This is not actually news, but I feel like I'm noticing it more. I like the book I'm reading for class this weekend (Producing and Directing the Short Film) much better than pretty much any of the books we read last term. I feel like last term most of the reading I did was for Film Studies and frankly half way through the term I stopped reading those books. Not because they weren't interesting, they were a bit. But they were dry and it was taking forever to get through them, and they were covering the same stuff that his lectures did and his lectures were very engaging. I liked the books for screenwriting, come to think of it. And I only skimmed the production book because it was all stuff I knew.
But I digress. Here's this book that I'm reading now that is very interesting and practical and immediately applicable and I still find I can't read it for more than an hour at a time. Usually even less than that because they will make some point and my mind will drift off to how it relates to my past films or how I want it to relate to my future films.

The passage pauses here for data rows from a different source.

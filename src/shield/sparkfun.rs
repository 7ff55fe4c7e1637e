//! SparkFun weather shield driver (MPL3115A2 + HTU21D) for Raspberry Pi.
//!
//! Feature-gated behind `hardware` so the crate cross-compiles and runs on
//! non-Pi systems with the simulated shield instead.

use crate::error::{Result, StationError};
use crate::shield::{Measurements, WeatherShield};
use async_trait::async_trait;
use rppal::gpio::{Gpio, OutputPin};
use rppal::i2c::I2c;
use std::time::Duration;
use tokio::sync::Mutex;

const MPL3115A2_ADDR: u16 = 0x60;
const HTU21D_ADDR: u16 = 0x40;

// MPL3115A2 registers
const MPL_STATUS: u8 = 0x00;
const MPL_OUT_P_MSB: u8 = 0x01;
const MPL_PT_DATA_CFG: u8 = 0x13;
const MPL_CTRL_REG1: u8 = 0x26;

// CTRL_REG1 bits: ALT selects altimeter mode, OST starts a one-shot
// conversion, 0x38 is 128x oversampling.
const MPL_ALT: u8 = 0x80;
const MPL_OST: u8 = 0x02;
const MPL_OS128: u8 = 0x38;

// HTU21D no-hold measurement commands
const HTU_MEASURE_TEMP: u8 = 0xF3;
const HTU_MEASURE_HUMIDITY: u8 = 0xF5;

/// BCM pin of the shield's blue status LED, used as the activity indicator.
const STATUS_LED_PIN: u8 = 6;

/// Driver for the SparkFun weather shield on the Pi's I2C1 bus.
pub struct SparkfunShield {
    bus: Mutex<I2c>,
    status_led: Mutex<OutputPin>,
}

impl SparkfunShield {
    /// Open the I2C bus and claim the status LED pin.
    pub fn new() -> Result<Self> {
        let bus = I2c::new()
            .map_err(|e| StationError::sensor_error(format!("failed to open I2C bus: {}", e)))?;
        let gpio = Gpio::new()
            .map_err(|e| StationError::sensor_error(format!("failed to open GPIO: {}", e)))?;
        let status_led = gpio
            .get(STATUS_LED_PIN)
            .map_err(|e| {
                StationError::sensor_error(format!("failed to claim status LED pin: {}", e))
            })?
            .into_output();

        Ok(Self {
            bus: Mutex::new(bus),
            status_led: Mutex::new(status_led),
        })
    }

    /// Run one MPL3115A2 one-shot conversion and return the raw 20-bit
    /// OUT_P value. `altimeter` selects altitude (Q16.4 m) vs barometer
    /// (Q18.2 Pa) output.
    async fn mpl_one_shot(&self, altimeter: bool) -> Result<[u8; 3]> {
        let mode = if altimeter { MPL_ALT } else { 0 };

        {
            let mut bus = self.bus.lock().await;
            bus.set_slave_address(MPL3115A2_ADDR).map_err(i2c_err)?;
            bus.write(&[MPL_CTRL_REG1, mode | MPL_OS128 | MPL_OST])
                .map_err(i2c_err)?;
        }

        // 128x oversampling takes up to ~512 ms; poll PTDR until done.
        for _ in 0..80 {
            tokio::time::sleep(Duration::from_millis(10)).await;

            let mut status = [0u8; 1];
            let mut bus = self.bus.lock().await;
            bus.set_slave_address(MPL3115A2_ADDR).map_err(i2c_err)?;
            bus.write_read(&[MPL_STATUS], &mut status).map_err(i2c_err)?;

            if status[0] & 0x08 != 0 {
                let mut out = [0u8; 3];
                bus.write_read(&[MPL_OUT_P_MSB], &mut out).map_err(i2c_err)?;
                return Ok(out);
            }
        }

        Err(StationError::sensor_error(
            "MPL3115A2 conversion did not complete",
        ))
    }

    /// Trigger one HTU21D measurement and return the 16-bit raw value with
    /// the status bits masked off.
    async fn htu_measure(&self, command: u8) -> Result<u16> {
        {
            let mut bus = self.bus.lock().await;
            bus.set_slave_address(HTU21D_ADDR).map_err(i2c_err)?;
            bus.write(&[command]).map_err(i2c_err)?;
        }

        // Worst-case conversion time at 14-bit resolution is 50 ms.
        tokio::time::sleep(Duration::from_millis(60)).await;

        let mut out = [0u8; 3];
        let mut bus = self.bus.lock().await;
        bus.set_slave_address(HTU21D_ADDR).map_err(i2c_err)?;
        bus.read(&mut out).map_err(i2c_err)?;

        Ok(u16::from_be_bytes([out[0], out[1]]) & 0xFFFC)
    }
}

#[async_trait]
impl WeatherShield for SparkfunShield {
    async fn initialize(&self) -> Result<()> {
        let mut bus = self.bus.lock().await;
        bus.set_slave_address(MPL3115A2_ADDR).map_err(i2c_err)?;
        // Enable data-ready event flags for pressure/altitude and temperature.
        bus.write(&[MPL_PT_DATA_CFG, 0x07]).map_err(i2c_err)?;
        bus.write(&[MPL_CTRL_REG1, MPL_ALT | MPL_OS128]).map_err(i2c_err)?;
        Ok(())
    }

    async fn read_measurements(&self) -> Result<Measurements> {
        let alt = self.mpl_one_shot(true).await?;
        let altitude_m =
            f64::from(i16::from_be_bytes([alt[0], alt[1]])) + f64::from(alt[2] >> 4) / 16.0;

        let bar = self.mpl_one_shot(false).await?;
        let pressure_pa = f64::from(
            (u32::from(bar[0]) << 16 | u32::from(bar[1]) << 8 | u32::from(bar[2])) >> 6,
        ) + f64::from((bar[2] >> 4) & 0x03) / 4.0;

        let raw_temp = self.htu_measure(HTU_MEASURE_TEMP).await?;
        let temperature_c = -46.85 + 175.72 * f64::from(raw_temp) / 65536.0;

        let raw_humidity = self.htu_measure(HTU_MEASURE_HUMIDITY).await?;
        let humidity_percent = -6.0 + 125.0 * f64::from(raw_humidity) / 65536.0;

        Ok(Measurements {
            altitude_m,
            pressure_kpa: pressure_pa / 1000.0,
            temperature_c,
            humidity_percent,
        })
    }

    async fn set_indicator(&self, on: bool) -> Result<()> {
        let mut led = self.status_led.lock().await;
        if on {
            led.set_high();
        } else {
            led.set_low();
        }
        Ok(())
    }
}

fn i2c_err(e: rppal::i2c::Error) -> StationError {
    StationError::sensor_error(format!("I2C transfer failed: {}", e))
}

On the one hand I think I need better discipline to make myself sit there and slog through it. On the other hand, I don't want it to become a slog. I don't want to take the joy out of it. I guess I just need to give myself enough time so that I can read it slowly and still get it done by the time I need the information in my head.
How long are the chapters? Could you save self-reflection for after completing a chapter? Seems to me that the deeper thinking is applying it to your past/present work, so doing that means you'll get more out of it. But if you self-reflect at every interesting sentence, paragraph or page, then the self-reflection might be getting a bit of kitten-head.